Nguyen H N, Domingues G R, Winograd R, Lammert F, Silny J, Matern S
Department of Internal Medicine University Hospital, University of Technology RWTH-Aachen, Germany.
Dis Esophagus. 2004;17(1):44-50. doi: 10.1111/j.1442-2050.2004.00372.x.
Detailed data on patterns of esophageal bolus transport in patients with achalasia are still lacking. To study these we applied the novel technique of multichannel intraluminal impedance measurements. Ten patients with achalasia were studied using a 16 channel system. Liquid and semisolid boluses of 10 mL were applied with the patients in a supine position. Patterns of bolus transport were determined and analyzed as compared to results obtained from 20 healthy subjects.
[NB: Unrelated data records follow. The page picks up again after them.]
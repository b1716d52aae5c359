//! Outline repository contracts and SQLite implementation.
//!
//! # Responsibility
//! - Provide unit/chapter persistence APIs for the outline editor.
//! - Own the transactional bulk commit that persists a reordered outline.
//!
//! # Invariants
//! - Units and chapters are always read in `position ASC, id ASC` order.
//! - `commit_outline` applies the full placement set or nothing.
//! - `chapters.unit_id` written by a commit always references a unit row.

use crate::db::migrations::latest_version;
use crate::db::DbError;
use crate::model::course::{Chapter, ChapterId, CourseId, StoredVideo, Unit, UnitId};
use log::{error, info};
use rusqlite::{params, Connection, Row, Transaction, TransactionBehavior};
use std::collections::HashMap;
use std::error::Error;
use std::fmt::{Display, Formatter};
use std::time::Instant;
use uuid::Uuid;

/// Result type used by outline repository operations.
pub type OutlineRepoResult<T> = Result<T, OutlineRepoError>;

/// Errors from outline repository operations.
#[derive(Debug)]
pub enum OutlineRepoError {
    /// Underlying SQLite/bootstrap error.
    Db(DbError),
    /// Course row does not exist.
    CourseNotFound(CourseId),
    /// Unit row does not exist.
    UnitNotFound(UnitId),
    /// Chapter row does not exist.
    ChapterNotFound(ChapterId),
    /// Connection schema is not at the expected migrated version.
    UninitializedConnection {
        expected_version: u32,
        actual_version: u32,
    },
    /// Required table is missing.
    MissingRequiredTable(&'static str),
    /// Persisted data cannot be converted to a valid read model.
    InvalidData(String),
}
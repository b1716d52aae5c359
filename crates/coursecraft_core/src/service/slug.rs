//! Slug derivation for course and chapter handles.

use once_cell::sync::Lazy;
use regex::Regex;

static NON_SLUG_RE: Lazy<Regex> =
    Lazy::new(|| Regex::new(r"[^a-z0-9]+").expect("valid slug regex"));

/// Derives a URL handle from a display title.
///
/// Lowercases, collapses every non-alphanumeric run into a single dash and
/// trims edge dashes. Titles with no usable characters fall back to
/// `"untitled"` so handles are never empty.
pub fn slugify(title: &str) -> String {
    let lowered = title.to_lowercase();
    let collapsed = NON_SLUG_RE.replace_all(&lowered, "-");
    let trimmed = collapsed.trim_matches('-');
    if trimmed.is_empty() {
        return "untitled".to_string();
    }
    trimmed.to_string()
}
The healthy subjects featured a unique typical primary peristalsis pattern independent of bolus viscosity. In contrast, achalasia patients demonstrated different impedance characteristics, including: (i) significantly lower baseline esophageal impedance during the resting state as compared with healthy volunteers (999 omega +/- 108 versus 2749 omega +/- 113); (ii) failed bolus transport through the esophagus in all cases; (iii) impedance evidence of luminal content regurgitation in 35% of the swallows (iv) impedance evidence of pathological air movement within the proximal esophagus during deglutition in 38% of the swallows, so called air trapping. Thus, impedance characteristics of achalasia have been defined and can be attributed to known symptoms of achalasia. They can be used as basic findings for further classification of pathological bolus transports in other esophageal motility disorders.
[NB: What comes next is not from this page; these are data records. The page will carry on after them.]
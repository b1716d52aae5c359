//! Course outline domain records.
//!
//! # Responsibility
//! - Define `Course`, `Unit` and `Chapter` with their ordering keys.
//! - Keep the nested unit/chapter shape used by the outline editor.
//!
//! # Invariants
//! - `position` orders siblings: units within a course, chapters within a
//!   unit. After a successful commit the values form a dense `0..n-1` run;
//!   gaps are permitted only in the client-side dirty state.
//! - `Chapter::unit_id` always names the unit whose `chapters` list the
//!   chapter currently sits in.

use serde::{Deserialize, Serialize};
use uuid::Uuid;

/// Stable course identifier.
pub type CourseId = Uuid;

/// Stable unit identifier.
pub type UnitId = Uuid;

/// Stable chapter identifier.
pub type ChapterId = Uuid;

/// Top-level owner of an outline. Not mutated by the editing subsystem
/// beyond existence checks at commit time.
#[derive(Debug, Clone, PartialEq, Eq, Serialize, Deserialize)]
pub struct Course {
    pub id: CourseId,
    pub title: String,
    /// URL slug derived from the title.
    pub handle: String,
    pub excerpt: Option<String>,
    pub published: bool,
    /// Epoch ms creation timestamp.
    pub created_at: i64,
}

/// A module grouping within a course, carrying an ordered chapter list.
#[derive(Debug, Clone, PartialEq, Serialize, Deserialize)]
pub struct Unit {
    pub id: UnitId,
    pub course_id: CourseId,
    pub title: String,
    /// Ordering key among the course's units.
    pub position: i64,
    pub active: bool,
    /// Epoch ms creation timestamp.
    pub created_at: i64,
    /// Chapters ordered by `position ASC, id ASC`.
    pub chapters: Vec<Chapter>,
}

/// A leaf content item (video lesson) within a unit.
#[derive(Debug, Clone, PartialEq, Serialize, Deserialize)]
pub struct Chapter {
    pub id: ChapterId,
    /// Owning unit. Rewritten when the chapter is dragged across units.
    pub unit_id: UnitId,
    pub title: String,
    /// URL slug, regenerated from the title on every title change.
    pub handle: String,
    /// Ordering key among the unit's chapters.
    pub position: i64,
    pub summary: Option<String>,
    pub video: Option<StoredVideo>,
    /// Lesson length in minutes.
    pub length: f64,
    pub active: bool,
    /// Epoch ms creation timestamp.
    pub created_at: i64,
}

/// Reference to externally hosted lesson media, stored as a JSON column.
#[derive(Debug, Clone, PartialEq, Eq, Serialize, Deserialize)]
pub struct StoredVideo {
    pub id: String,
    pub name: String,
    pub url: String,
}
目前仍缺乏有关贲门失弛缓症患者食管团块运输模式的详细数据。为了研究这些,我们应用了多通道腔内阻抗测量的新技术。使用16通道系统对10名贲门失弛缓症患者进行了研究。让患者仰卧位,给予10毫升的液体和半固体团块。与20名健康受试者的结果相比,确定并分析了团块运输模式。健康受试者具有独特的典型原发性蠕动模式,与团块粘度无关。相比之下,贲门失弛缓症患者表现出不同的阻抗特征,包括:(i)与健康志愿者相比,静息状态下食管基线阻抗显著降低(999欧姆±108与2749欧姆±113);(ii)所有病例中团块均未能通过食管运输;(iii)35%的吞咽中有腔内内容物反流的阻抗证据;(iv)38%的吞咽中有吞咽时食管近端病理性气体运动的阻抗证据,即所谓的气体潴留。因此,贲门失弛缓症的阻抗特征已被定义,并且可归因于贲门失弛缓症的已知症状。它们可作为进一步分类其他食管动力障碍中病理性团块运输的基础发现。